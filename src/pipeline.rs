// Copyright (c) 2025 - Cowboy AI, Inc.
//! Ingestion pipeline
//!
//! Sequences one inbound command through the system:
//!
//! ```text
//! command
//!   │ identity = id(aggregate key, business time)
//!   ▼
//! validate ──────────┐
//!   ▼                │
//! append (retried) ──┤ error
//!   ▼                │
//! apply projection ──┤
//!   ▼                ▼
//! publish created   publish dead letter, return original error
//!   (best effort)
//! ```
//!
//! Re-running the same command is safe: the identity is deterministic and
//! the projection writer skips identities it has already applied.

use bytes::Bytes;
use std::sync::Arc;
use std::time::Duration;
use tracing::{error, info, warn};
use uuid::Uuid;

use crate::appender::ResilientAppender;
use crate::broker::{BrokerChannel, PublishProperties};
use crate::config::IngestionConfig;
use crate::domain::LedgerCommand;
use crate::errors::IngestionResult;
use crate::event_log::EventLog;
use crate::events::LedgerEvent;
use crate::notifier::{FailureNotifier, FailureRecord};
use crate::pool::ChannelPool;
use crate::projection::{DocumentStore, ProjectionWriter};
use crate::subjects::EventKind;

/// Result of a successful ingestion
#[derive(Debug, Clone, PartialEq, Eq)]
pub struct IngestionOutcome {
    /// Deterministic identity of the event
    pub event_id: Uuid,
    /// Event-log stream the event was appended to
    pub stream_name: String,
    /// 1 when the projection changed, 0 when the event was already applied
    pub applied: u64,
    /// Whether the success notification reached the broker
    pub published: bool,
}

/// Orchestrates append, projection and publication for inbound commands
#[derive(Clone)]
pub struct IngestionPipeline {
    appender: ResilientAppender,
    writer: ProjectionWriter,
    pool: Arc<ChannelPool>,
    notifier: FailureNotifier,
    call_timeout: Duration,
}

impl IngestionPipeline {
    /// Assemble a pipeline from its collaborators
    pub fn new(
        log: Arc<dyn EventLog>,
        store: Arc<dyn DocumentStore>,
        pool: Arc<ChannelPool>,
        config: &IngestionConfig,
    ) -> Self {
        Self {
            appender: ResilientAppender::new(log, config.retry, config.call_timeout),
            writer: ProjectionWriter::new(store, config.call_timeout),
            notifier: FailureNotifier::new(pool.clone(), config.call_timeout),
            pool,
            call_timeout: config.call_timeout,
        }
    }

    /// Ingest one command
    ///
    /// # Errors
    ///
    /// The first failure from validation, append or projection, after the
    /// command has been routed to its dead-letter queue. A failed success
    /// publication is not an error.
    pub async fn ingest(&self, command: LedgerCommand) -> IngestionResult<IngestionOutcome> {
        let kind = command.kind();
        let event_id = command.identity();
        let stream_name = kind.stream_name(event_id);

        match self.record(&command, event_id, &stream_name).await {
            Ok((event, applied)) => {
                let published = self.publish_created(&event).await;
                info!(
                    stream = %stream_name,
                    %event_id,
                    applied,
                    published,
                    "Command ingested"
                );
                Ok(IngestionOutcome {
                    event_id,
                    stream_name,
                    applied,
                    published,
                })
            }
            Err(e) => {
                error!(stream = %stream_name, %event_id, error = %e, "Ingestion failed");
                let record = FailureRecord::for_command(&command, event_id, e.to_string());
                if let Err(notify_error) = self.notifier.notify(&record).await {
                    error!(
                        %event_id,
                        error = %notify_error,
                        "Could not record failure in dead-letter queue"
                    );
                }
                Err(e)
            }
        }
    }

    /// Ingest one command, reporting only the applied count (0 on failure)
    pub async fn ingest_or_zero(&self, command: LedgerCommand) -> u64 {
        self.ingest(command)
            .await
            .map(|outcome| outcome.applied)
            .unwrap_or(0)
    }

    /// Validate, append and project
    async fn record(
        &self,
        command: &LedgerCommand,
        event_id: Uuid,
        stream_name: &str,
    ) -> IngestionResult<(LedgerEvent, u64)> {
        let event = command.to_event(event_id)?;
        let payload = event.payload()?;

        self.appender
            .append(stream_name, event_id, event.kind().event_type(), Bytes::from(payload))
            .await?;

        // The event is durable from here on; a projection failure leaves it
        // to replay.
        let applied = self
            .writer
            .apply(&event.projection_key(), &event_id.to_string(), &event.delta())
            .await?;

        Ok((event, applied))
    }

    /// Best-effort success notification
    async fn publish_created(&self, event: &LedgerEvent) -> bool {
        let queue = event.kind().created_queue();
        let body = match event.payload() {
            Ok(body) => Bytes::from(body),
            Err(e) => {
                warn!(queue = %queue, error = %e, "Could not encode event for publication");
                return false;
            }
        };

        let properties = PublishProperties::persistent().with_message_id(event.event_id());
        let publish = self.pool.publish(&queue, properties, body);

        match tokio::time::timeout(self.call_timeout, publish).await {
            Ok(Ok(())) => true,
            Ok(Err(e)) => {
                warn!(queue = %queue, event_id = %event.event_id(), error = %e, "Publish failed");
                false
            }
            Err(_) => {
                warn!(queue = %queue, event_id = %event.event_id(), "Publish timed out");
                false
            }
        }
    }

    /// Projection writer, for reading documents back
    pub fn writer(&self) -> &ProjectionWriter {
        &self.writer
    }
}

/// Declare the created and dead-letter queues of every event kind
pub async fn declare_topology(pool: &ChannelPool) -> IngestionResult<()> {
    let lease = pool.rent().await?;
    let result = declare_queues(&*lease).await;
    lease.release().await;

    result?;
    info!("Declared ledger queues");
    Ok(())
}

async fn declare_queues(channel: &dyn BrokerChannel) -> IngestionResult<()> {
    for kind in EventKind::ALL {
        channel.declare_queue(&kind.created_queue(), true).await?;
        channel.declare_queue(&kind.dead_letter_queue(), true).await?;
    }
    Ok(())
}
* * * * * * * * *
EXERCISE
Write out every record exactly as it appears above.

ANSWER SPACE
filename src/pipeline.rs
// Copyright (c) 2025 - Cowboy AI, Inc.
//! Ingestion pipeline
//!
//! Sequences one inbound command through the system:
//!
//! ```text
//! command
//!   │ identity = id(aggregate key, business time)
//!   ▼
//! validate ──────────┐
//!   ▼                │
//! append (retried) ──┤ error
//!   ▼                │
//! apply projection ──┤
//!   ▼                ▼
//! publish created   publish dead letter, return original error
//!   (best effort)
//! ```
//!
//! Re-running the same command is safe: the identity is deterministic and
//! the projection writer skips identities it has already applied.

use bytes::Bytes;
use std::sync::Arc;
use std::time::Duration;
use tracing::{error, info, warn};
use uuid::Uuid;

use crate::appender::ResilientAppender;
use crate::broker::{BrokerChannel, PublishProperties};
use crate::config::IngestionConfig;
use crate::domain::LedgerCommand;
use crate::errors::IngestionResult;
use crate::event_log::EventLog;
use crate::events::LedgerEvent;
use crate::notifier::{FailureNotifier, FailureRecord};
use crate::pool::ChannelPool;
use crate::projection::{DocumentStore, ProjectionWriter};
use crate::subjects::EventKind;

/// Result of a successful ingestion
#[derive(Debug, Clone, PartialEq, Eq)]
pub struct IngestionOutcome {
    /// Deterministic identity of the event
    pub event_id: Uuid,
    /// Event-log stream the event was appended to
    pub stream_name: String,
    /// 1 when the projection changed, 0 when the event was already applied
    pub applied: u64,
    /// Whether the success notification reached the broker
    pub published: bool,
}

/// Orchestrates append, projection and publication for inbound commands
#[derive(Clone)]
pub struct IngestionPipeline {
    appender: ResilientAppender,
    writer: ProjectionWriter,
    pool: Arc<ChannelPool>,
    notifier: FailureNotifier,
    call_timeout: Duration,
}

impl IngestionPipeline {
    /// Assemble a pipeline from its collaborators
    pub fn new(
        log: Arc<dyn EventLog>,
        store: Arc<dyn DocumentStore>,
        pool: Arc<ChannelPool>,
        config: &IngestionConfig,
    ) -> Self {
        Self {
            appender: ResilientAppender::new(log, config.retry, config.call_timeout),
            writer: ProjectionWriter::new(store, config.call_timeout),
            notifier: FailureNotifier::new(pool.clone(), config.call_timeout),
            pool,
            call_timeout: config.call_timeout,
        }
    }

    /// Ingest one command
    ///
    /// # Errors
    ///
    /// The first failure from validation, append or projection, after the
    /// command has been routed to its dead-letter queue. A failed success
    /// publication is not an error.
    pub async fn ingest(&self, command: LedgerCommand) -> IngestionResult<IngestionOutcome> {
        let kind = command.kind();
        let event_id = command.identity();
        let stream_name = kind.stream_name(event_id);

        match self.record(&command, event_id, &stream_name).await {
            Ok((event, applied)) => {
                let published = self.publish_created(&event).await;
                info!(
                    stream = %stream_name,
                    %event_id,
                    applied,
                    published,
                    "Command ingested"
                );
                Ok(IngestionOutcome {
                    event_id,
                    stream_name,
                    applied,
                    published,
                })
            }
            Err(e) => {
                error!(stream = %stream_name, %event_id, error = %e, "Ingestion failed");
                let record = FailureRecord::for_command(&command, event_id, e.to_string());
                if let Err(notify_error) = self.notifier.notify(&record).await {
                    error!(
                        %event_id,
                        error = %notify_error,
                        "Could not record failure in dead-letter queue"
                    );
                }
                Err(e)
            }
        }
    }

    /// Ingest one command, reporting only the applied count (0 on failure)
    pub async fn ingest_or_zero(&self, command: LedgerCommand) -> u64 {
        self.ingest(command)
            .await
            .map(|outcome| outcome.applied)
            .unwrap_or(0)
    }

    /// Validate, append and project
    async fn record(
        &self,
        command: &LedgerCommand,
        event_id: Uuid,
        stream_name: &str,
    ) -> IngestionResult<(LedgerEvent, u64)> {
        let event = command.to_event(event_id)?;
        let payload = event.payload()?;

        self.appender
            .append(stream_name, event_id, event.kind().event_type(), Bytes::from(payload))
            .await?;

        // The event is durable from here on; a projection failure leaves it
        // to replay.
        let applied = self
            .writer
            .apply(&event.projection_key(), &event_id.to_string(), &event.delta())
            .await?;

        Ok((event, applied))
    }

    /// Best-effort success notification
    async fn publish_created(&self, event: &LedgerEvent) -> bool {
        let queue = event.kind().created_queue();
        let body = match event.payload() {
            Ok(body) => Bytes::from(body),
            Err(e) => {
                warn!(queue = %queue, error = %e, "Could not encode event for publication");
                return false;
            }
        };

        let properties = PublishProperties::persistent().with_message_id(event.event_id());
        let publish = self.pool.publish(&queue, properties, body);

        match tokio::time::timeout(self.call_timeout, publish).await {
            Ok(Ok(())) => true,
            Ok(Err(e)) => {
                warn!(queue = %queue, event_id = %event.event_id(), error = %e, "Publish failed");
                false
            }
            Err(_) => {
                warn!(queue = %queue, event_id = %event.event_id(), "Publish timed out");
                false
            }
        }
    }

    /// Projection writer, for reading documents back
    pub fn writer(&self) -> &ProjectionWriter {
        &self.writer
    }
}

/// Declare the created and dead-letter queues of every event kind
pub async fn declare_topology(pool: &ChannelPool) -> IngestionResult<()> {
    let lease = pool.rent().await?;
    let result = declare_queues(&*lease).await;
    lease.release().await;

    result?;
    info!("Declared ledger queues");
    Ok(())
}

async fn declare_queues(channel: &dyn BrokerChannel) -> IngestionResult<()> {
    for kind in EventKind::ALL {
        channel.declare_queue(&kind.created_queue(), true).await?;
        channel.declare_queue(&kind.dead_letter_queue(), true).await?;
    }
    Ok(())
}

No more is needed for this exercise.